Ik ≒ Ic1 + Ic2 ... The current I501 of the primary winding 501 of the current transformer 5 when the diode 505 conducts is I501 = 1/2 · Ic2 ... The primary current of the current transformer 5 when the diode 505 conducts. The current I502 of the winding 502 is I502 = 1/2 · Ic2 + Ic1. Therefore, if the turn ratio of each winding is 1, the current I505 flowing in the diode 505 is I505 = I501 + I502 = Ic1 + Ic2 ≒ Ik. Is approximately equal to the cathode current Ik. This is smoothed by the capacitor 506, and a signal substantially equal to the cathode current Ik is generated at the terminals 507 and 508.

The diodes 604 and 605 of the bridge rectifier circuit 6 are connected in parallel with each other and have twice the current capacity of the other arms. The current of the voltage doubler rectifier circuit 3 joins this arm, and the current of the other arm flows twice as much as that of the other arm.

〔The invention's effect〕

Since the present invention has the above-described features, it is possible to measure the current of a plurality of collectors of a traveling-wave tube while floatingly charged to a high voltage, and to measure the current while isolating the DC current. Works with a single container. The AC current transformer has a simpler configuration than the DC current transformer, and is suitable when floating charging is performed at a high voltage. Further, since a single transformer is used to insulate while supplying an alternating current for driving a rectifier circuit floatingly charged to a high voltage, the number of insulation points is minimized, and reliability and safety are further improved. Furthermore, by combining the two floatingly charged rectifier circuits as in the present invention, the capacity of the diode of the high voltage rectifier circuit can be economically selected.

[Brief description of the drawings]

FIG. 1 is a block diagram showing an embodiment of a traveling wave tube power supply device according to the present invention. DESCRIPTION OF SYMBOLS 1 ... Inverter 2 ... Transformer 3 ... Voltage doubler rectifier circuit 4 ... Quadruple voltage rectifier circuit 5 ... Current transformer 6 ... Bridge type rectifier circuit 7 ... Power control circuit 8 ... Power control circuit 10 ... Cathode terminal 11 ... 2nd collector Terminal 12: First collector terminal 13: Anode terminal 14: Helix terminal

Claims (2)

(57) [Claims] 1. A traveling wave tube power supply device for supplying power to a traveling wave tube having a cathode, a first collector, a second collector, an anode, and a helix while grounding the helix and floatingly charging the cathode.
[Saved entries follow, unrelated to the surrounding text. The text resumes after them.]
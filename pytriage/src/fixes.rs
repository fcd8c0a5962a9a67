//! Fix Recommender: canned remediation templates keyed by rule ID.
//!
//! At most one fix is produced per issue; issues without a known template
//! are simply omitted. Fix application is a textual line replacement — it
//! does not re-parse or validate the result.

use crate::report::{Fix, Issue};
use crate::rules::ids;
use thiserror::Error;

/// Error during fix application.
#[derive(Debug, Clone, PartialEq, Eq, Error)]
pub enum FixError {
    /// The fix references a line outside the source.
    #[error("invalid line {line}: source has {line_count} lines")]
    InvalidLine {
        /// 1-based line the fix referenced.
        line: usize,
        /// Number of lines in the source.
        line_count: usize,
    },
}

/// A static remediation template.
struct FixTemplate {
    suggested_line: &'static str,
    rationale: &'static str,
}

/// Looks up the remediation template for a rule, if one exists.
fn template_for(rule_id: &str) -> Option<FixTemplate> {
    match rule_id {
        ids::RULE_ID_BARE_EXCEPT => Some(FixTemplate {
            suggested_line: "except (ValueError, TypeError):",
            rationale: "Specify the exceptions you want to catch instead of using a bare except",
        }),
        ids::RULE_ID_DYNAMIC_EVAL => Some(FixTemplate {
            suggested_line: "value = ast.literal_eval(user_input)",
            rationale: "Use a safe literal parser or validate input instead of eval/exec",
        }),
        ids::RULE_ID_HARDCODED_SECRET => Some(FixTemplate {
            suggested_line: "secret = os.getenv(\"SECRET_KEY\")",
            rationale: "Use environment variables for sensitive data instead of hardcoding",
        }),
        ids::RULE_ID_SQL_INJECTION => Some(FixTemplate {
            suggested_line: "cursor.execute(\"SELECT * FROM users WHERE id = %s\", (user_id,))",
            rationale: "Use parameterized queries to prevent SQL injection",
        }),
        ids::RULE_ID_PRINT_CALL => Some(FixTemplate {
            suggested_line: "logging.info(\"Your message here\")",
            rationale: "Use logging instead of print statements in production code",
        }),
        _ => None,
    }
}

/// Recommends fixes for the given issues.
///
/// `original_line` is filled from the source when the issue line is within
/// range; an out-of-range line degrades to an empty string, never a fault.
#[must_use]
pub fn recommend_fixes(issues: &[Issue], source: &str) -> Vec<Fix> {
    let lines: Vec<&str> = source.lines().collect();
    let mut fixes = Vec::new();

    for issue in issues {
        let Some(template) = template_for(&issue.rule_id) else {
            continue;
        };
        let original_line = if issue.line >= 1 && issue.line <= lines.len() {
            lines[issue.line - 1].to_owned()
        } else {
            String::new()
        };
        fixes.push(Fix {
            rule_id: issue.rule_id.clone(),
            issue_kind: issue.kind,
            line: issue.line,
            original_line,
            suggested_line: template.suggested_line.to_owned(),
            rationale: template.rationale.to_owned(),
        });
    }

    fixes
}

/// Applies a fix by replacing line `fix.line` (1-based) wholesale with the
/// suggested line, preserving every other line verbatim.
pub fn apply_fix(source: &str, fix: &Fix) -> Result<String, FixError> {
    let line_count = source.lines().count();
    if fix.line < 1 || fix.line > line_count {
        return Err(FixError::InvalidLine {
            line: fix.line,
            line_count,
        });
    }

    // split('\n') keeps a trailing empty segment, so a trailing newline
    // survives the join.
    let mut lines: Vec<&str> = source.split('\n').collect();
    lines[fix.line - 1] = fix.suggested_line.as_str();
    Ok(lines.join("\n"))
}
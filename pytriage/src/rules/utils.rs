//! Shared helpers for rule implementations.

use crate::report::Issue;
use crate::rules::{Context, RuleMetadata};
use ruff_python_ast::Expr;

/// Extracts the name of a function or method call as a string.
pub fn get_call_name(func: &Expr) -> Option<String> {
    match func {
        Expr::Name(node) => Some(node.id.to_string()),
        Expr::Attribute(node) => {
            // Handle nested attributes: module.submodule.func
            if let Expr::Attribute(_inner) = &*node.value {
                let prefix = get_call_name(&node.value)?;
                Some(format!("{}.{}", prefix, node.attr))
            } else if let Expr::Name(value) = &*node.value {
                Some(format!("{}.{}", value.id, node.attr))
            } else {
                None
            }
        }
        _ => None,
    }
}

/// Check if a single expression is a literal (constant value).
/// Returns false for dynamic values like variables, f-strings, concatenations, etc.
pub fn is_literal_expr(expr: &Expr) -> bool {
    match expr {
        Expr::StringLiteral(_)
        | Expr::BytesLiteral(_)
        | Expr::NumberLiteral(_)
        | Expr::BooleanLiteral(_)
        | Expr::NoneLiteral(_)
        | Expr::EllipsisLiteral(_) => true,
        Expr::List(list) => list.elts.iter().all(is_literal_expr),
        Expr::Tuple(tuple) => tuple.elts.iter().all(is_literal_expr),
        // f-strings, concatenations, variables, calls, etc. are NOT literal
        _ => false,
    }
}

/// Checks if `haystack` contains `needle` as a substring, ignoring ASCII case.
/// `needle` must be lowercase.
pub fn contains_ignore_case(haystack: &str, needle: &str) -> bool {
    let needle_bytes = needle.as_bytes();
    if needle_bytes.len() > haystack.len() {
        return false;
    }
    haystack
        .as_bytes()
        .windows(needle_bytes.len())
        .any(|window| {
            window
                .iter()
                .zip(needle_bytes)
                .all(|(h, n)| h.eq_ignore_ascii_case(n))
        })
}

/// Creates an issue with line mapping from a `TextSize` location.
pub fn create_issue(
    msg: &str,
    metadata: RuleMetadata,
    context: &Context,
    location: ruff_text_size::TextSize,
) -> Issue {
    let line = context.line_index.line_index(location);
    Issue {
        rule_id: metadata.id.to_owned(),
        kind: metadata.kind,
        line,
        message: msg.to_owned(),
        severity: metadata.severity,
        weakness_id: metadata.weakness_id.map(str::to_owned),
    }
}
//! Shared entry point logic used by every binary front-end.

use crate::cli::Cli;
use crate::config::Config;
use crate::output::print_report;
use crate::pipeline::ReviewPipeline;
use crate::report::Severity;
use anyhow::{Context as _, Result};
use clap::Parser;
use std::io::Read;
use std::path::Path;

/// Parses CLI arguments (without the program name), runs one review, prints
/// the report, and returns the process exit code.
///
/// Exit code 1 signals that a high-severity issue was found; parse errors of
/// the CLI itself return clap's conventional code 2.
pub fn run_with_args(args: Vec<String>) -> Result<i32> {
    let argv = std::iter::once("pytriage".to_owned()).chain(args);
    let cli = match Cli::try_parse_from(argv) {
        Ok(cli) => cli,
        Err(e) => {
            // clap renders help/version/usage errors itself.
            e.print()?;
            return Ok(if e.use_stderr() { 2 } else { 0 });
        }
    };

    let mut config = match &cli.config {
        Some(path) => Config::load_from_path(path)
            .with_context(|| format!("failed to load config from {}", path.display()))?,
        None => Config::discover(Path::new(".")),
    };

    // CLI flags override file configuration.
    if cli.exec {
        config.pytriage.execute = Some(true);
    }
    if let Some(secs) = cli.timeout {
        config.pytriage.timeout_seconds = Some(secs);
    }
    if let Some(mb) = cli.memory_limit {
        config.pytriage.memory_limit_mb = Some(mb);
    }
    if let Some(python) = &cli.python {
        config.pytriage.python = Some(python.clone());
    }

    let source = if cli.path.as_os_str() == "-" {
        let mut buf = String::new();
        std::io::stdin()
            .read_to_string(&mut buf)
            .context("failed to read source from stdin")?;
        buf
    } else {
        std::fs::read_to_string(&cli.path)
            .with_context(|| format!("failed to read {}", cli.path.display()))?
    };

    let pipeline = ReviewPipeline::from_config(&config);
    let report = pipeline.review(&source);

    if cli.json {
        println!("{}", serde_json::to_string_pretty(&report)?);
    } else {
        let stdout = std::io::stdout();
        print_report(&mut stdout.lock(), &report)?;
    }

    Ok(i32::from(report.has_severity(Severity::High)))
}
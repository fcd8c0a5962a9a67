//! Detector rules applied by the Pattern Scanner.
//!
//! Each rule is independent and order-insensitive: several rules may fire on
//! the same node, none may mutate the tree, and an unrecognized node shape is
//! skipped silently rather than treated as fatal.

use crate::report::{Issue, IssueKind, Severity};
use crate::utils::LineIndex;
use ruff_python_ast::{Expr, Stmt};

#[derive(Debug, Clone)]
/// Context passed to rules during the scan.
pub struct Context {
    /// Line index for accurate line mapping.
    pub line_index: LineIndex,
}

#[derive(Debug, Clone, Copy)]
/// Metadata associated with a rule.
pub struct RuleMetadata {
    /// Unique code/ID of the rule.
    pub id: &'static str,
    /// Issue kind the rule reports.
    pub kind: IssueKind,
    /// Severity of issues the rule reports.
    pub severity: Severity,
    /// External weakness classification (CWE), when one applies.
    pub weakness_id: Option<&'static str>,
}

/// Trait defining a scan rule.
pub trait Rule: Send + Sync {
    /// Returns the descriptive name of the rule.
    fn name(&self) -> &'static str;
    /// Returns the full metadata for the rule.
    fn metadata(&self) -> RuleMetadata;
    /// Called when entering a statement.
    fn enter_stmt(&mut self, _stmt: &Stmt, _context: &Context) -> Option<Vec<Issue>> {
        None
    }
    /// Called when visiting an expression.
    fn visit_expr(&mut self, _expr: &Expr, _context: &Context) -> Option<Vec<Issue>> {
        None
    }
}

/// Module containing rule ID constants.
pub mod ids;
/// Logical-category rules.
pub mod logical;
/// Security-category rules.
pub mod security;
/// Style-category rules.
pub mod style;
/// Shared helpers for rule implementations.
pub mod utils;

use logical::BareExceptRule;
use security::{DynamicEvalRule, HardcodedSecretRule, SqlInjectionRule};
use style::{LiteralIdentityRule, PrintCallRule};

/// Returns the canonical set of scan rules, one per detector pattern.
#[must_use]
pub fn get_scan_rules() -> Vec<Box<dyn Rule>> {
    vec![
        Box::new(BareExceptRule),      // PYT-L001: bare except handler
        Box::new(DynamicEvalRule),     // PYT-S001: eval()/exec()
        Box::new(HardcodedSecretRule), // PYT-S002: hardcoded secret
        Box::new(SqlInjectionRule),    // PYT-S003: dynamic SQL execute
        Box::new(PrintCallRule),       // PYT-T001: debug print
        Box::new(LiteralIdentityRule), // PYT-T002: is/is not with literal
    ]
}
//! Pattern Scanner: a single pre-order traversal applying all detector rules.
//!
//! Traversal order matches source layout, so issues come out sorted by
//! ascending line and two scans of the same tree produce identical output.

use crate::parser::ParsedModule;
use crate::report::Issue;
use crate::rules::{get_scan_rules, Context, Rule};
use ruff_python_ast::{Expr, Stmt};

/// Visitor for traversing the AST and applying scan rules.
pub struct ScanVisitor {
    rules: Vec<Box<dyn Rule>>,
    context: Context,
    /// List of issues collected during the traversal.
    pub issues: Vec<Issue>,
}

/// Scans a parsed module with the canonical rule set.
#[must_use]
pub fn scan(parsed: &ParsedModule) -> Vec<Issue> {
    let mut visitor = ScanVisitor::new(get_scan_rules(), parsed.line_index.clone());
    for stmt in &parsed.module.body {
        visitor.visit_stmt(stmt);
    }
    visitor.issues
}

impl ScanVisitor {
    /// Creates a new `ScanVisitor` with the given rules.
    #[must_use]
    pub fn new(rules: Vec<Box<dyn Rule>>, line_index: crate::utils::LineIndex) -> Self {
        Self {
            rules,
            context: Context { line_index },
            issues: Vec::new(),
        }
    }

    /// Visits a statement node and applies rules.
    pub fn visit_stmt(&mut self, stmt: &Stmt) {
        for rule in &mut self.rules {
            if let Some(mut issues) = rule.enter_stmt(stmt, &self.context) {
                self.issues.append(&mut issues);
            }
        }

        // Manually walk children
        match stmt {
            Stmt::FunctionDef(node) => {
                for s in &node.body {
                    self.visit_stmt(s);
                }
            }
            Stmt::ClassDef(node) => {
                for s in &node.body {
                    self.visit_stmt(s);
                }
            }
            Stmt::If(node) => {
                self.visit_expr(&node.test);
                for s in &node.body {
                    self.visit_stmt(s);
                }
                for clause in &node.elif_else_clauses {
                    if let Some(test) = &clause.test {
                        self.visit_expr(test);
                    }
                    for s in &clause.body {
                        self.visit_stmt(s);
                    }
                }
            }
            Stmt::For(node) => {
                self.visit_expr(&node.iter);
                for s in &node.body {
                    self.visit_stmt(s);
                }
                for s in &node.orelse {
                    self.visit_stmt(s);
                }
            }
            Stmt::While(node) => {
                self.visit_expr(&node.test);
                for s in &node.body {
                    self.visit_stmt(s);
                }
                for s in &node.orelse {
                    self.visit_stmt(s);
                }
            }
            Stmt::Try(node) => {
                for s in &node.body {
                    self.visit_stmt(s);
                }
                for handler in &node.handlers {
                    match handler {
                        ruff_python_ast::ExceptHandler::ExceptHandler(h) => {
                            for s in &h.body {
                                self.visit_stmt(s);
                            }
                        }
                    }
                }
                for s in &node.orelse {
                    self.visit_stmt(s);
                }
                for s in &node.finalbody {
                    self.visit_stmt(s);
                }
            }
            Stmt::With(node) => {
                for item in &node.items {
                    self.visit_expr(&item.context_expr);
                }
                for s in &node.body {
                    self.visit_stmt(s);
                }
            }
            Stmt::Expr(node) => {
                self.visit_expr(&node.value);
            }
            Stmt::Assign(node) => {
                self.visit_expr(&node.value);
            }
            Stmt::AnnAssign(node) => {
                if let Some(value) = &node.value {
                    self.visit_expr(value);
                }
            }
            Stmt::AugAssign(node) => {
                self.visit_expr(&node.value);
            }
            Stmt::Return(node) => {
                if let Some(value) = &node.value {
                    self.visit_expr(value);
                }
            }
            Stmt::Assert(node) => {
                self.visit_expr(&node.test);
            }
            Stmt::Raise(node) => {
                if let Some(exc) = &node.exc {
                    self.visit_expr(exc);
                }
            }
            // Unknown/unsupported constructs are skipped silently; this is a
            // best-effort pattern scan, not a sound analysis.
            _ => {}
        }
    }

    /// Visits an expression node and applies rules, recursing into all
    /// sub-expressions so rules can inspect strictly nested nodes.
    pub fn visit_expr(&mut self, expr: &Expr) {
        for rule in &mut self.rules {
            if let Some(mut issues) = rule.visit_expr(expr, &self.context) {
                self.issues.append(&mut issues);
            }
        }

        // Recursively visit sub-expressions
        match expr {
            Expr::Call(node) => {
                self.visit_expr(&node.func);
                for arg in &node.arguments.args {
                    self.visit_expr(arg);
                }
                for keyword in &node.arguments.keywords {
                    self.visit_expr(&keyword.value);
                }
            }
            Expr::Attribute(node) => self.visit_expr(&node.value),
            Expr::BinOp(node) => {
                self.visit_expr(&node.left);
                self.visit_expr(&node.right);
            }
            Expr::UnaryOp(node) => self.visit_expr(&node.operand),
            Expr::BoolOp(node) => {
                for value in &node.values {
                    self.visit_expr(value);
                }
            }
            Expr::Compare(node) => {
                self.visit_expr(&node.left);
                for val in &node.comparators {
                    self.visit_expr(val);
                }
            }
            Expr::List(node) => {
                for elt in &node.elts {
                    self.visit_expr(elt);
                }
            }
            Expr::Tuple(node) => {
                for elt in &node.elts {
                    self.visit_expr(elt);
                }
            }
            Expr::Set(node) => {
                for elt in &node.elts {
                    self.visit_expr(elt);
                }
            }
            Expr::Dict(node) => {
                for item in &node.items {
                    if let Some(key) = &item.key {
                        self.visit_expr(key);
                    }
                    self.visit_expr(&item.value);
                }
            }
            Expr::Subscript(node) => {
                self.visit_expr(&node.value);
                self.visit_expr(&node.slice);
            }
            Expr::Starred(node) => self.visit_expr(&node.value),
            Expr::Yield(node) => {
                if let Some(value) = &node.value {
                    self.visit_expr(value);
                }
            }
            Expr::YieldFrom(node) => self.visit_expr(&node.value),
            Expr::Await(node) => self.visit_expr(&node.value),
            Expr::Lambda(node) => self.visit_expr(&node.body),
            Expr::ListComp(node) => {
                for gen in &node.generators {
                    self.visit_expr(&gen.iter);
                    for r in &gen.ifs {
                        self.visit_expr(r);
                    }
                }
                self.visit_expr(&node.elt);
            }
            Expr::SetComp(node) => {
                for gen in &node.generators {
                    self.visit_expr(&gen.iter);
                    for r in &gen.ifs {
                        self.visit_expr(r);
                    }
                }
                self.visit_expr(&node.elt);
            }
            Expr::DictComp(node) => {
                for gen in &node.generators {
                    self.visit_expr(&gen.iter);
                    for r in &gen.ifs {
                        self.visit_expr(r);
                    }
                }
                if let Some(key) = &node.key {
                    self.visit_expr(key);
                }
                self.visit_expr(&node.value);
            }
            Expr::Generator(node) => {
                for gen in &node.generators {
                    self.visit_expr(&gen.iter);
                    for r in &gen.ifs {
                        self.visit_expr(r);
                    }
                }
                self.visit_expr(&node.elt);
            }
            _ => {}
        }
    }
}
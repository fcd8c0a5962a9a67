//! Shared constants: detection tables, sandbox policy defaults, and regexes.

use regex::Regex;
use std::sync::OnceLock;

/// Name of the configuration file searched for in the working directory.
pub const CONFIG_FILENAME: &str = ".pytriage.toml";

/// Substrings that mark an assignment target as secret-like.
///
/// Matching is a case-insensitive substring check against the target name.
pub static SECRET_NAME_PARTS: &[&str] = &["password", "secret", "key", "token"];

/// Standard-library modules the sandbox permits importing.
///
/// Arithmetic, collections, date/time, JSON and iteration helpers are safe;
/// everything else is refused by the import guard.
pub static SANDBOX_ALLOWED_MODULES: &[&str] = &[
    "math",
    "cmath",
    "random",
    "datetime",
    "json",
    "typing",
    "collections",
    "itertools",
    "functools",
    "string",
    "statistics",
    "decimal",
    "fractions",
    "heapq",
    "bisect",
];

/// Modules the sandbox explicitly refuses, named so the error message can
/// say "denied" rather than "unknown".
///
/// Process control, sockets, HTTP clients, filesystem paths and interpreter
/// introspection all live here.
pub static SANDBOX_DENIED_MODULES: &[&str] = &[
    "os",
    "sys",
    "subprocess",
    "importlib",
    "pathlib",
    "shutil",
    "socket",
    "requests",
    "urllib",
    "http",
    "ftplib",
    "telnetlib",
    "smtplib",
    "ctypes",
    "multiprocessing",
    "threading",
    "signal",
    "resource",
];

/// Builtins exposed to sandboxed code.
///
/// Deliberately excludes `open`, `input`, `eval`, `exec`, `compile`,
/// `__import__` (replaced by the guard), and the introspection family
/// (`globals`, `locals`, `vars`, `getattr`, ...).
pub static SANDBOX_SAFE_BUILTINS: &[&str] = &[
    "abs",
    "all",
    "any",
    "ascii",
    "bin",
    "bool",
    "bytearray",
    "bytes",
    "callable",
    "chr",
    "complex",
    "dict",
    "divmod",
    "enumerate",
    "filter",
    "float",
    "format",
    "frozenset",
    "hash",
    "hex",
    "int",
    "isinstance",
    "issubclass",
    "iter",
    "len",
    "list",
    "map",
    "max",
    "min",
    "next",
    "object",
    "oct",
    "ord",
    "pow",
    "print",
    "range",
    "repr",
    "reversed",
    "round",
    "set",
    "slice",
    "sorted",
    "str",
    "sum",
    "tuple",
    "type",
    "zip",
    // Class statements compile to a __build_class__ call.
    "__build_class__",
    // Exceptions sandboxed code may legitimately raise or catch.
    "BaseException",
    "Exception",
    "ArithmeticError",
    "AttributeError",
    "IndexError",
    "KeyError",
    "LookupError",
    "NameError",
    "OverflowError",
    "RuntimeError",
    "StopIteration",
    "TypeError",
    "ValueError",
    "ZeroDivisionError",
];

/// Regex for inline suppression comments.
///
/// Matches `# noqa` (suppress everything on the line) and
/// `# noqa: PYT-S001, PYT-T001` (suppress specific rules).
///
/// # Panics
///
/// Panics if the regex pattern is invalid.
pub fn get_suppression_re() -> &'static Regex {
    static RE: OnceLock<Regex> = OnceLock::new();
    #[allow(clippy::expect_used)]
    RE.get_or_init(|| {
        Regex::new(r"(?i)#\s*noqa(?::\s*([A-Za-z0-9,\-\s]+))?")
            .expect("Invalid suppression regex pattern")
    })
}

/// Regex extracting `byte range X..Y` spans from ruff parse errors.
///
/// # Panics
///
/// Panics if the regex pattern is invalid.
pub fn get_byte_range_re() -> &'static Regex {
    static RE: OnceLock<Regex> = OnceLock::new();
    #[allow(clippy::expect_used)]
    RE.get_or_init(|| {
        Regex::new(r"(?:at )?byte range (\d+)\.\.(\d+)").expect("Invalid byte range regex pattern")
    })
}

pub use get_byte_range_re as BYTE_RANGE_RE;
pub use get_suppression_re as SUPPRESSION_RE;
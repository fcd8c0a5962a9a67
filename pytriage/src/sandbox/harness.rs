//! The Python-side harness run inside the sandbox subprocess.
//!
//! The harness compiles the snippet, executes it under an allow-listed
//! builtin namespace with a guarded `__import__`, captures stdout/stderr in
//! memory, and emits a single JSON report on the real stdout. The host
//! parses that report; it never shares streams with the snippet.

use serde::Deserialize;
use serde_json::json;

/// Python program passed to `python3 -c`. Receives one argv entry: the JSON
/// policy document produced by [`policy_json`].
pub(crate) const HARNESS: &str = r#"
import sys, io, json, builtins

def _run():
    cfg = json.loads(sys.argv[1])
    source = sys.stdin.read()
    report = {"stdout": "", "stderr": "", "error": "", "peak_rss_kb": 0, "line_events": 0}

    try:
        code = compile(source, "<sandbox>", "exec")
    except SyntaxError as exc:
        report["error"] = "SyntaxError: %s" % exc
        print(json.dumps(report))
        return

    allowed = set(cfg["allowed_modules"])
    denied = set(cfg["denied_modules"])
    real_import = builtins.__import__

    def guarded_import(name, globals=None, locals=None, fromlist=(), level=0):
        root = name.split(".")[0]
        if root in denied:
            raise ImportError("module '%s' is denied in the sandbox" % root)
        if root not in allowed:
            raise ImportError("module '%s' is not permitted in the sandbox" % root)
        return real_import(name, globals, locals, fromlist, level)

    safe = {}
    for name in cfg["safe_builtins"]:
        if hasattr(builtins, name):
            safe[name] = getattr(builtins, name)
    safe["__import__"] = guarded_import
    scope = {"__builtins__": safe, "__name__": "__main__"}

    class ResourceLimitError(Exception):
        pass

    budget = int(cfg["max_iterations"])
    counter = {"events": 0}

    def tracer(frame, event, arg):
        if event == "line":
            counter["events"] += 1
            if counter["events"] > budget:
                raise ResourceLimitError("iteration budget of %d line events exceeded" % budget)
        return tracer

    out, err = io.StringIO(), io.StringIO()
    real_out, real_err = sys.stdout, sys.stderr
    sys.stdout, sys.stderr = out, err
    sys.settrace(tracer)
    try:
        exec(code, scope)
    except BaseException as exc:
        report["error"] = "%s: %s" % (type(exc).__name__, exc)
    finally:
        sys.settrace(None)
        sys.stdout, sys.stderr = real_out, real_err

    report["stdout"] = out.getvalue()
    report["stderr"] = err.getvalue()
    report["line_events"] = counter["events"]
    try:
        import resource as _resource
        report["peak_rss_kb"] = _resource.getrusage(_resource.RUSAGE_SELF).ru_maxrss
    except Exception:
        pass
    print(json.dumps(report))

_run()
"#;

/// Report document emitted by the harness on its stdout.
#[derive(Debug, Deserialize)]
pub(crate) struct HarnessReport {
    /// Output captured from the snippet's stdout.
    pub stdout: String,
    /// Output captured from the snippet's stderr.
    pub stderr: String,
    /// `<ExceptionKind>: <message>` of the fault, empty on success.
    pub error: String,
    /// Peak resident set size as reported by `getrusage`.
    #[serde(default)]
    pub peak_rss_kb: u64,
    /// Trace-counted line events, for diagnostics.
    #[serde(default)]
    pub line_events: u64,
}

impl HarnessReport {
    /// Parses the last non-empty stdout line as a harness report.
    pub(crate) fn from_stdout(raw: &str) -> Option<Self> {
        let line = raw.lines().rev().find(|l| !l.trim().is_empty())?;
        serde_json::from_str(line).ok()
    }

    /// Peak RSS in MiB. `ru_maxrss` is KiB on Linux and bytes on macOS.
    pub(crate) fn peak_rss_mb(&self) -> f64 {
        if cfg!(target_os = "macos") {
            self.peak_rss_kb as f64 / (1024.0 * 1024.0)
        } else {
            self.peak_rss_kb as f64 / 1024.0
        }
    }
}

/// Serializes the sandbox policy for the harness argv.
pub(crate) fn policy_json(
    allowed_modules: &[String],
    denied_modules: &[String],
    safe_builtins: &[String],
    max_iterations: u64,
) -> String {
    json!({
        "allowed_modules": allowed_modules,
        "denied_modules": denied_modules,
        "safe_builtins": safe_builtins,
        "max_iterations": max_iterations,
    })
    .to_string()
}

#[cfg(test)]
mod tests {
    use super::*;

    #[test]
    fn parses_last_json_line() {
        let raw = "ignored noise\n{\"stdout\":\"hi\\n\",\"stderr\":\"\",\"error\":\"\"}\n";
        let report = HarnessReport::from_stdout(raw).unwrap();
        assert_eq!(report.stdout, "hi\n");
        assert!(report.error.is_empty());
    }

    #[test]
    fn missing_report_is_none() {
        assert!(HarnessReport::from_stdout("").is_none());
        assert!(HarnessReport::from_stdout("not json\n").is_none());
    }
}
Driving a first rectifier circuit, a second rectifier circuit, and a third rectifier circuit of a bridge type through an isolation transformer supplied with power from a single AC power supply; One is connected to the cathode and the other is connected to the second collector,
One of the output terminals of the rectifier circuit is connected to the cathode, the other is connected to the first collector, one of the output terminals of the third rectifier circuit is connected to the cathode, and the other is connected to the anode and the power supply circuit via a power control circuit. Connected to a helix, and two sets of primary windings are connected to a single current transformer on both of the lines on the AC input side of the first rectifier circuit so that the first collector current and the second
A power supply device for a traveling-wave tube, which measures a sum of collector currents. 2. The traveling-wave tube power supply device according to claim 1, wherein a diode of said first rectifier circuit is selected to have twice the current capacity of one arm.